Robotic surgical system a safe new option
MQ Health’s Professor Wilson used the da Vinci Xi surgical system to perform minimally-invasive coronary bypass surgery on Ms Joanna Dean.
Less invasive surgery means faster recovery
MQ Health now performs off-pump coronary artery bypass grafts (OPCABG) using the da Vinci Xi Surgical System, the most advanced available surgical robot.
Leading Sydney heart surgeon, Professor Michael Wilson, who has been one of the pioneers of an off-pump approach to bypass surgery, first performed the procedure at Macquarie University Hospital using the Xi in 2018. Professor Wilson is one of only a few surgeons worldwide who are able to perform CABG in all three modalities: traditionally, off pump and robotically.
“We’ve been doing off-pump CABG increasingly at MUH for years now, with excellent results for patients,” said Professor Wilson.

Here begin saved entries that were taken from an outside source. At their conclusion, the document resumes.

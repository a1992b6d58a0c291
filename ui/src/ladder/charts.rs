use dioxus::prelude::*;

use crate::core::compare::Dataset;
use crate::core::format;

const WIDTH: f64 = 640.0;
const PAD_LEFT: f64 = 56.0;
const PAD_RIGHT: f64 = 12.0;
const PAD_TOP: f64 = 10.0;
const PAD_BOTTOM: f64 = 24.0;

/// How the y axis is labelled.
#[derive(Debug, Clone, Copy, PartialEq, Eq)]
pub enum AxisKind {
    Experience,
    Rate,
    Depth,
}

impl AxisKind {
    fn label(self, value: f64) -> String {
        match self {
            Self::Experience => format::format_xp(value.max(0.0) as u64),
            Self::Rate => format::format_rate(value),
            Self::Depth => format::format_number(value, 0),
        }
    }
}

#[derive(Debug, Clone, Copy, PartialEq)]
struct Bounds {
    t_min: i64,
    t_max: i64,
    y_min: f64,
    y_max: f64,
}

impl Bounds {
    fn of(datasets: &[Dataset]) -> Option<Self> {
        let mut points = datasets.iter().flat_map(|set| set.points.iter());
        let first = points.next()?;
        let mut bounds = Bounds {
            t_min: first.t,
            t_max: first.t,
            y_min: first.y,
            y_max: first.y,
        };
        for point in points {
            bounds.t_min = bounds.t_min.min(point.t);
            bounds.t_max = bounds.t_max.max(point.t);
            bounds.y_min = bounds.y_min.min(point.y);
            bounds.y_max = bounds.y_max.max(point.y);
        }
        Some(bounds)
    }

    fn project(&self, t: i64, y: f64, height: f64) -> (f64, f64) {
        let plot_w = WIDTH - PAD_LEFT - PAD_RIGHT;
        let plot_h = height - PAD_TOP - PAD_BOTTOM;
        let t_span = (self.t_max - self.t_min).max(1) as f64;
        let y_span = self.y_max - self.y_min;

        let x = PAD_LEFT + (t - self.t_min) as f64 / t_span * plot_w;
        let y = if y_span > 0.0 {
            PAD_TOP + (1.0 - (y - self.y_min) / y_span) * plot_h
        } else {
            PAD_TOP + plot_h / 2.0
        };
        (x, y)
    }
}

fn polyline_points(set: &Dataset, bounds: &Bounds, height: f64) -> String {
    set.points
        .iter()
        .map(|point| {
            let (x, y) = bounds.project(point.t, point.y, height);
            format!("{x:.1},{y:.1}")
        })
        .collect::<Vec<_>>()
        .join(" ")
}

/// Multi-line SVG chart with an optional marker overlay. Every dataset keeps
/// its own timestamps; the x axis spans the union.
#[component]
pub fn LineChart(
    title: String,
    datasets: Vec<Dataset>,
    #[props(default)] markers: Vec<Dataset>,
    axis: AxisKind,
    #[props(default = 220.0)] height: f64,
) -> Element {
    let mut all = datasets.clone();
    all.extend(markers.iter().cloned());

    let Some(bounds) = Bounds::of(&all) else {
        return rsx! {
            figure { class: "ladder-chart ladder-chart--empty",
                figcaption { class: "ladder-chart__title", "{title}" }
                p { class: "ladder-card__placeholder", "Not enough data in this window." }
            }
        };
    };

    let baseline = height - PAD_BOTTOM;
    let y_top = axis.label(bounds.y_max);
    let y_bottom = axis.label(bounds.y_min);
    let t_start = format::format_axis_time(bounds.t_min);
    let t_end = format::format_axis_time(bounds.t_max);
    let view_box = format!("0 0 {WIDTH} {height}");
    let show_legend = datasets.len() > 1 || !markers.is_empty();

    rsx! {
        figure { class: "ladder-chart",
            figcaption { class: "ladder-chart__title", "{title}" }
            svg {
                class: "ladder-chart__plot",
                view_box: "{view_box}",
                preserve_aspect_ratio: "none",
                role: "img",
                "aria-label": "{title}",

                line { class: "ladder-chart__axis", x1: PAD_LEFT, y1: baseline, x2: WIDTH - PAD_RIGHT, y2: baseline }
                line { class: "ladder-chart__axis", x1: PAD_LEFT, y1: PAD_TOP, x2: PAD_LEFT, y2: baseline }
                text { class: "ladder-chart__tick", x: PAD_LEFT - 4.0, y: PAD_TOP + 8.0, text_anchor: "end", "{y_top}" }
                text { class: "ladder-chart__tick", x: PAD_LEFT - 4.0, y: baseline, text_anchor: "end", "{y_bottom}" }
                text { class: "ladder-chart__tick", x: PAD_LEFT, y: height - 6.0, "{t_start}" }
                text { class: "ladder-chart__tick", x: WIDTH - PAD_RIGHT, y: height - 6.0, text_anchor: "end", "{t_end}" }

                for set in datasets.iter() {
                    polyline {
                        key: "{set.label}",
                        class: "ladder-chart__line",
                        fill: "none",
                        stroke: set.color,
                        points: polyline_points(set, &bounds, height),
                    }
                }

                for set in markers.iter() {
                    for point in set.points.iter() {
                        {marker(set, point.t, point.y, &bounds, height)}
                    }
                }
            }

            if show_legend {
                ul { class: "ladder-chart__legend",
                    for set in datasets.iter() {
                        li { key: "{set.label}", class: "ladder-chart__legend-item",
                            span { class: "ladder-chart__legend-swatch", background: set.color }
                            "{set.label}"
                        }
                    }
                    if !markers.is_empty() {
                        li { class: "ladder-chart__legend-item",
                            span { class: "ladder-chart__legend-swatch ladder-chart__legend-swatch--death" }
                            "Deaths"
                        }
                    }
                }
            }
        }
    }
}

fn marker(set: &Dataset, t: i64, y: f64, bounds: &Bounds, height: f64) -> Element {
    let (cx, cy) = bounds.project(t, y, height);
    let tooltip = format!("{}: {}", set.label, format::format_timestamp(t));
    rsx! {
        circle {
            class: "ladder-chart__marker",
            cx: cx,
            cy: cy,
            r: 4.0,
            stroke: set.color,
            title { "{tooltip}" }
        }
    }
}

#[cfg(test)]
mod tests {
    use super::*;
    use crate::core::series::ChartPoint;

    fn set(points: &[(i64, f64)]) -> Dataset {
        Dataset {
            label: "a".into(),
            color: "#000",
            points: points.iter().map(|&(t, y)| ChartPoint { t, y }).collect(),
        }
    }

    #[test]
    fn bounds_span_every_dataset() {
        let bounds = Bounds::of(&[set(&[(10, 5.0), (20, 1.0)]), set(&[(0, 9.0)])]).unwrap();
        assert_eq!((bounds.t_min, bounds.t_max), (0, 20));
        assert_eq!((bounds.y_min, bounds.y_max), (1.0, 9.0));
        assert!(Bounds::of(&[set(&[])]).is_none());
    }

    #[test]
    fn flat_series_sits_mid_plot() {
        let bounds = Bounds::of(&[set(&[(0, 3.0), (60, 3.0)])]).unwrap();
        let (x0, y0) = bounds.project(0, 3.0, 220.0);
        let (x1, y1) = bounds.project(60, 3.0, 220.0);
        assert_eq!(x0, PAD_LEFT);
        assert_eq!(x1, WIDTH - PAD_RIGHT);
        assert_eq!(y0, y1);
        assert_eq!(y0, PAD_TOP + (220.0 - PAD_TOP - PAD_BOTTOM) / 2.0);
    }
}
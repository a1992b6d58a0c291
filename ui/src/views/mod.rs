mod ladder;
pub use ladder::Ladder;

mod compare;
pub use compare::Compare;
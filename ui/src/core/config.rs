//! Runtime configuration: where the data lives, how often to refresh and
//! where preferences are stored.

use tracing::warn;

pub const DEFAULT_REFRESH_SECS: u64 = 300;
pub const MIN_REFRESH_SECS: u64 = 30;
pub const VIEW_STATE_KEY: &str = "ladderwatch.view_state.v1";

#[derive(Debug, Clone, PartialEq, Eq)]
pub struct AppConfig {
    /// Base URL (web) or directory (desktop) holding `current_ladder.json`,
    /// `metadata.json` and `players/`.
    pub data_location: String,
    pub refresh_interval_secs: u64,
    pub storage_key: String,
}

impl Default for AppConfig {
    fn default() -> Self {
        Self {
            data_location: "data".to_string(),
            refresh_interval_secs: DEFAULT_REFRESH_SECS,
            storage_key: VIEW_STATE_KEY.to_string(),
        }
    }
}

impl AppConfig {
    /// Defaults, with `LADDERWATCH_DATA_DIR` / `LADDERWATCH_REFRESH_SECS`
    /// overrides on desktop. The web build reads data relative to the page.
    pub fn load() -> Self {
        #[cfg(not(target_arch = "wasm32"))]
        {
            Self::from_lookup(|key| std::env::var(key).ok())
        }

        #[cfg(target_arch = "wasm32")]
        {
            Self::default()
        }
    }

    pub fn from_lookup(lookup: impl Fn(&str) -> Option<String>) -> Self {
        let mut config = Self::default();

        if let Some(dir) = lookup("LADDERWATCH_DATA_DIR").filter(|d| !d.trim().is_empty()) {
            config.data_location = dir;
        }

        if let Some(raw) = lookup("LADDERWATCH_REFRESH_SECS") {
            match raw.trim().parse::<u64>() {
                Ok(secs) => config.refresh_interval_secs = secs.max(MIN_REFRESH_SECS),
                Err(err) => warn!(value = %raw, error = %err, "ignoring LADDERWATCH_REFRESH_SECS"),
            }
        }

        config
    }

    pub fn refresh_interval_ms(&self) -> u64 {
        self.refresh_interval_secs.saturating_mul(1_000)
    }
}

#[cfg(test)]
mod tests {
    use super::*;

    #[test]
    fn overrides_apply_and_refresh_is_clamped() {
        let config = AppConfig::from_lookup(|key| match key {
            "LADDERWATCH_DATA_DIR" => Some("/srv/ladder".into()),
            "LADDERWATCH_REFRESH_SECS" => Some("5".into()),
            _ => None,
        });
        assert_eq!(config.data_location, "/srv/ladder");
        assert_eq!(config.refresh_interval_secs, MIN_REFRESH_SECS);
    }

    #[test]
    fn bad_refresh_value_keeps_default() {
        let config = AppConfig::from_lookup(|key| {
            (key == "LADDERWATCH_REFRESH_SECS").then(|| "soon".to_string())
        });
        assert_eq!(config, AppConfig::default());
    }
}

Forty-four-year-old patient Joanna Dean found out that she had early onset arterial disease after she developed chest pain during her daily cycling commute to work. This meant that she thought she was headed for a full sternotomy or stents, until she met with Professor Wilson and found out about Macquarie University Hospital’s new cardiothoracic robotic program.

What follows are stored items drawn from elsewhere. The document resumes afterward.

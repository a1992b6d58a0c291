//! Death detection: any drop in experience between adjacent snapshots.

use super::series::Snapshot;

#[derive(Debug, Clone, Copy, PartialEq)]
pub struct DeathEvent {
    /// Index of the post-death snapshot within the scanned series.
    pub at_index: usize,
    pub timestamp: i64,
    pub xp_before: u64,
    pub xp_after: u64,
    pub xp_lost: u64,
    pub percent_lost: f64,
}

/// Scan `series` once and report every strict decrease in experience.
///
/// Ingestion only persists a snapshot when something changed, so every
/// adjacent pair is a distinct observation; no threshold is applied.
pub fn deaths(series: &[Snapshot]) -> Vec<DeathEvent> {
    series
        .windows(2)
        .enumerate()
        .filter_map(|(offset, pair)| {
            let (before, after) = (pair[0], pair[1]);
            if after.x >= before.x {
                return None;
            }
            let xp_lost = before.x - after.x;
            let percent_lost = if before.x == 0 {
                0.0
            } else {
                xp_lost as f64 / before.x as f64 * 100.0
            };
            Some(DeathEvent {
                at_index: offset + 1,
                timestamp: after.t,
                xp_before: before.x,
                xp_after: after.x,
                xp_lost,
                percent_lost,
            })
        })
        .collect()
}

/// Total experience lost across `events`.
pub fn total_lost(events: &[DeathEvent]) -> u64 {
    events
        .iter()
        .fold(0u64, |acc, event| acc.saturating_add(event.xp_lost))
}
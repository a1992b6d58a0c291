use dioxus::prelude::*;

use crate::core::{format, session::LadderStatus, timing};

use super::use_ladder;

/// League name, data freshness, player counts and class popularity.
#[component]
pub fn LadderHeader() -> Element {
    let ladder = use_ladder();
    let session = ladder.session.read();

    let freshness = session.freshness(timing::now_unix());
    let metadata = session.metadata().cloned().unwrap_or_default();
    let league = if metadata.league.is_empty() {
        "Ladder".to_string()
    } else {
        metadata.league.clone()
    };
    let updated_at = metadata
        .last_updated
        .map(format::format_timestamp)
        .unwrap_or_else(|| format::MISSING.to_string());
    let shares = session.class_shares();
    let next_refresh = session
        .next_refresh_at()
        .map(format::format_timestamp)
        .unwrap_or_else(|| format::MISSING.to_string());
    let refresh_error = session.last_refresh_error().map(str::to_string);
    let loading = *session.status() == LadderStatus::Loading;

    rsx! {
        section { class: "ladder-card ladder-header",
            div { class: "ladder-card__header",
                h1 { "{league}" }
                div { class: "freshness {freshness.css_class()}",
                    span { class: "freshness__status", "{freshness.status_label()}" }
                    span { class: "freshness__detail", title: "{updated_at}", "{freshness.detail_message()}" }
                }
                button {
                    r#type: "button",
                    class: "button button--ghost",
                    disabled: loading,
                    onclick: move |_| ladder.refresh(),
                    "Refresh"
                }
            }

            div { class: "ladder-header__stats",
                span { class: "ladder-header__stat",
                    span { class: "ladder-header__stat-label", "Players" }
                    strong { "{metadata.total_players}" }
                }
                span { class: "ladder-header__stat",
                    span { class: "ladder-header__stat-label", "Updated this run" }
                    strong { "{metadata.players_updated}" }
                }
                span { class: "ladder-header__stat",
                    span { class: "ladder-header__stat-label", "Next refresh" }
                    strong { "{next_refresh}" }
                }
            }

            if let Some(err) = refresh_error {
                p { class: "ladder-header__warning", "Last refresh failed ({err}); showing earlier data." }
            }

            if !shares.is_empty() {
                ul { class: "class-shares",
                    for share in shares.into_iter() {
                        li { key: "{share.class}", class: "class-shares__item",
                            span { class: "class-shares__name", "{share.class}" }
                            span { class: "class-shares__bar",
                                span { class: "class-shares__fill", width: format!("{:.1}%", share.percent) }
                            }
                            span { class: "class-shares__value", "{format::format_percent(share.percent)}" }
                        }
                    }
                }
            }
        }
    }
}
//! Comparison fan-out: failures drop out, survivors keep positional colors.

use futures::executor::block_on;

use ui::core::compare::{color_for_position, compare, settled_successes, PALETTE};
use ui::core::series::{CharacterHistory, Snapshot};
use ui::core::source::{fetch_histories, MemorySource};

fn history(name: &str, per_step: u64) -> CharacterHistory {
    CharacterHistory {
        name: name.to_string(),
        class: "Mercenary".to_string(),
        account: format!("{name}#0001"),
        history: (0..5)
            .map(|i| Snapshot::new(i * 900, 10_000 + per_step * i as u64))
            .collect(),
    }
}

#[test]
fn middle_failure_keeps_positions_of_the_rest() {
    let source = MemorySource::default()
        .with_history(history("Aelra", 100))
        .with_history(history("Brom", 200))
        .with_history(history("Cyne", 300))
        .failing("Brom");
    let requested: Vec<String> = ["Aelra", "Brom", "Cyne"].map(String::from).to_vec();

    let results = block_on(fetch_histories(&source, &requested));
    assert_eq!(results.len(), 3);

    let comparison = compare(&requested, &settled_successes(results), 0, 3_600);
    let members: Vec<(&str, usize, &str)> = comparison
        .members
        .iter()
        .map(|m| (m.name.as_str(), m.position, m.color))
        .collect();
    assert_eq!(
        members,
        vec![("Aelra", 0, PALETTE[0]), ("Cyne", 2, PALETTE[2])]
    );
    assert_eq!(comparison.xp_datasets().len(), 2);
    assert!(comparison.depth_datasets().is_none());
}

#[test]
fn every_failure_leaves_nothing_to_draw() {
    let source = MemorySource::default().failing("a").failing("b");
    let requested = vec!["a".to_string(), "b".to_string()];
    let results = block_on(fetch_histories(&source, &requested));
    let comparison = compare(&requested, &settled_successes(results), 0, 3_600);
    assert!(comparison.is_empty());
}

#[test]
fn palette_wraps_after_ten() {
    assert_eq!(color_for_position(10), color_for_position(0));
    assert_ne!(color_for_position(1), color_for_position(0));
}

“I’d heard of robotically assisted surgery for the heart, but I didn’t think that it was actually available now,” said Ms Dean, who returned home one week after surgery, and is fully mobile less than two weeks later.

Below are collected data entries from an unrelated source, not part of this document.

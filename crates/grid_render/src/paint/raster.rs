use image::{Rgb, RgbImage};

use super::font::CellFont;
use super::mapping::ColorMap;
use crate::grid::layout::RasterGeometry;
use crate::grid::parse::CharGrid;

/// Which part of a cell carries the resolved character color.
#[derive(Clone, Copy, Debug, Default, PartialEq, Eq)]
pub enum FillMode {
    /// Cell background stays the page color; the glyph is drawn in the
    /// character color.
    #[default]
    Chars,
    /// Cell background takes the character color; the glyph is drawn in the
    /// page color (knockout).
    Background,
    /// Cell background takes the character color; no glyph is drawn.
    Both,
}

/// Walk the grid cell by cell and paint the canvas.
///
/// The canvas starts out filled with `bg_color`; each cell then gets a flat
/// fill and, depending on `fill`, a glyph centered on the cell's measured
/// ink box.
pub fn render(
    grid: &CharGrid,
    color_map: &ColorMap,
    font: &CellFont,
    geometry: RasterGeometry,
    bg_color: [u8; 3],
    fill: FillMode,
) -> RgbImage {
    let cell = geometry.cell_size;
    let mut image =
        RgbImage::from_pixel(geometry.pixel_width(), geometry.pixel_height(), Rgb(bg_color));

    for (y, row) in grid.rows().enumerate() {
        for (x, &ch) in row.iter().enumerate() {
            let color = color_map.color_for(ch);
            let x0 = x as u32 * cell;
            let y0 = y as u32 * cell;

            match fill {
                FillMode::Both => {
                    fill_cell(&mut image, x0, y0, cell, color);
                },
                FillMode::Background => {
                    fill_cell(&mut image, x0, y0, cell, color);
                    draw_glyph(&mut image, font, ch, x0, y0, cell, bg_color);
                },
                FillMode::Chars => {
                    fill_cell(&mut image, x0, y0, cell, bg_color);
                    draw_glyph(&mut image, font, ch, x0, y0, cell, color);
                },
            }
        }
    }

    image
}

fn fill_cell(image: &mut RgbImage, x0: u32, y0: u32, cell: u32, color: [u8; 3]) {
    for y in y0..y0 + cell {
        for x in x0..x0 + cell {
            image.put_pixel(x, y, Rgb(color));
        }
    }
}

/// Draw `ch` centered in the cell at `(x0, y0)`.
///
/// Centering offsets use floor division of `(cell - extent) / 2` on signed
/// values, so glyphs larger than the cell overhang symmetrically; pixels are
/// clipped to the image, not the cell.
fn draw_glyph(
    image: &mut RgbImage,
    font: &CellFont,
    ch: char,
    x0: u32,
    y0: u32,
    cell: u32,
    color: [u8; 3],
) {
    let Some(glyph) = font.glyph(ch) else {
        return;
    };

    let origin_x = i64::from(x0) + (i64::from(cell) - i64::from(glyph.width)).div_euclid(2);
    let origin_y = i64::from(y0) + (i64::from(cell) - i64::from(glyph.height)).div_euclid(2);
    let (image_width, image_height) = image.dimensions();

    glyph.for_each(|gx, gy, coverage| {
        let px = origin_x + i64::from(gx);
        let py = origin_y + i64::from(gy);
        if px < 0 || py < 0 || px >= i64::from(image_width) || py >= i64::from(image_height) {
            return;
        }
        let pixel = image.get_pixel_mut(px as u32, py as u32);
        *pixel = blend(*pixel, color, coverage);
    });
}

fn blend(under: Rgb<u8>, over: [u8; 3], coverage: f32) -> Rgb<u8> {
    let mix = |u: u8, o: u8| (f32::from(o) * coverage + f32::from(u) * (1.0 - coverage)) as u8;
    Rgb([
        mix(under.0[0], over[0]),
        mix(under.0[1], over[1]),
        mix(under.0[2], over[2]),
    ])
}

#[cfg(test)]
mod tests {
    use super::*;
    use crate::paint::mapping;

    const RED: [u8; 3] = [255, 0, 0];
    const WHITE: [u8; 3] = [255, 255, 255];

    fn fixture(text: &str, cell: u32) -> (CharGrid, RasterGeometry, CellFont) {
        let grid = CharGrid::parse(text).unwrap();
        let geometry = RasterGeometry::derive(grid.width(), grid.height(), cell).unwrap();
        let font = CellFont::builtin(cell);
        (grid, geometry, font)
    }

    fn color_counts(image: &RgbImage, color: [u8; 3]) -> usize {
        image.pixels().filter(|pixel| pixel.0 == color).count()
    }

    #[test]
    fn output_dimensions_match_grid_and_cell_size() {
        let (grid, geometry, font) = fixture("#####\n#####\n#####", 7);
        let map = ColorMap::new();
        let image = render(&grid, &map, &font, geometry, WHITE, FillMode::Both);
        assert_eq!(image.dimensions(), (35, 21));
    }

    #[test]
    fn both_mode_produces_flat_cells() {
        let (grid, geometry, font) = fixture("##\n##", 8);
        let map = ColorMap::from_entries([('#', RED)]);
        let image = render(&grid, &map, &font, geometry, WHITE, FillMode::Both);
        assert_eq!(color_counts(&image, RED), (image.width() * image.height()) as usize);
    }

    #[test]
    fn chars_mode_draws_colored_ink_on_page_background() {
        let (grid, geometry, font) = fixture("##\n##", 8);
        let map = ColorMap::from_entries([('#', RED)]);
        let image = render(&grid, &map, &font, geometry, WHITE, FillMode::Chars);

        let red = color_counts(&image, RED);
        let white = color_counts(&image, WHITE);
        assert!(red > 0, "glyph ink missing");
        assert!(white > 0, "page background missing");
        // Builtin coverage is binary, so every pixel is one of the two roles.
        assert_eq!(red + white, (image.width() * image.height()) as usize);
    }

    #[test]
    fn background_mode_is_the_exact_color_inversion_of_chars_mode() {
        let (grid, geometry, font) = fixture("##\n##", 8);
        let map = ColorMap::from_entries([('#', RED)]);
        let chars = render(&grid, &map, &font, geometry, WHITE, FillMode::Chars);
        let knockout = render(&grid, &map, &font, geometry, WHITE, FillMode::Background);

        for (chars_pixel, knockout_pixel) in chars.pixels().zip(knockout.pixels()) {
            let expected = if chars_pixel.0 == RED { WHITE } else { RED };
            assert_eq!(knockout_pixel.0, expected);
        }
    }

    #[test]
    fn unmapped_characters_render_black() {
        let (grid, geometry, font) = fixture("zz", 4);
        let map = ColorMap::new();
        let image = render(&grid, &map, &font, geometry, WHITE, FillMode::Both);
        assert_eq!(
            color_counts(&image, mapping::DEFAULT_COLOR),
            (image.width() * image.height()) as usize
        );
    }

    #[test]
    fn spaces_draw_no_ink() {
        let (grid, geometry, font) = fixture("  \n  ", 8);
        let map = ColorMap::from_entries([(' ', RED)]);
        let image = render(&grid, &map, &font, geometry, WHITE, FillMode::Chars);
        assert_eq!(color_counts(&image, WHITE), (image.width() * image.height()) as usize);
    }

    #[test]
    fn glyph_ink_is_centered_in_the_cell() {
        let (grid, geometry, font) = fixture("#", 16);
        let map = ColorMap::from_entries([('#', RED)]);
        let image = render(&grid, &map, &font, geometry, WHITE, FillMode::Chars);

        let glyph = font.glyph('#').unwrap();
        let expected_x = (16 - glyph.width as i64).div_euclid(2);
        let expected_y = (16 - glyph.height as i64).div_euclid(2);

        let mut min_x = i64::MAX;
        let mut min_y = i64::MAX;
        for (x, y, pixel) in image.enumerate_pixels() {
            if pixel.0 == RED {
                min_x = min_x.min(i64::from(x));
                min_y = min_y.min(i64::from(y));
            }
        }
        assert_eq!(min_x, expected_x);
        assert_eq!(min_y, expected_y);
    }
}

Robotic surgery is far less invasive than traditional surgery, with patients experiencing a much faster recovery time. A four to six centimetre cut under the breast crease is all that is required to access the heart. Patients have been back to work as early as two weeks.
A second patient who was considered for the same procedure as Ms Deane, eventually underwent conventional surgery.
“Robotically assisted bypass surgery is a safe procedure when patients are properly screened and referred,” said Professor Wilson.
“And it’s important to remember that conventional surgery is always there as a back-up. Our priority is always patient safety, and in the case of our second patient, we decided to proceed traditionally. He had conventional bypass surgery and is recovering well.”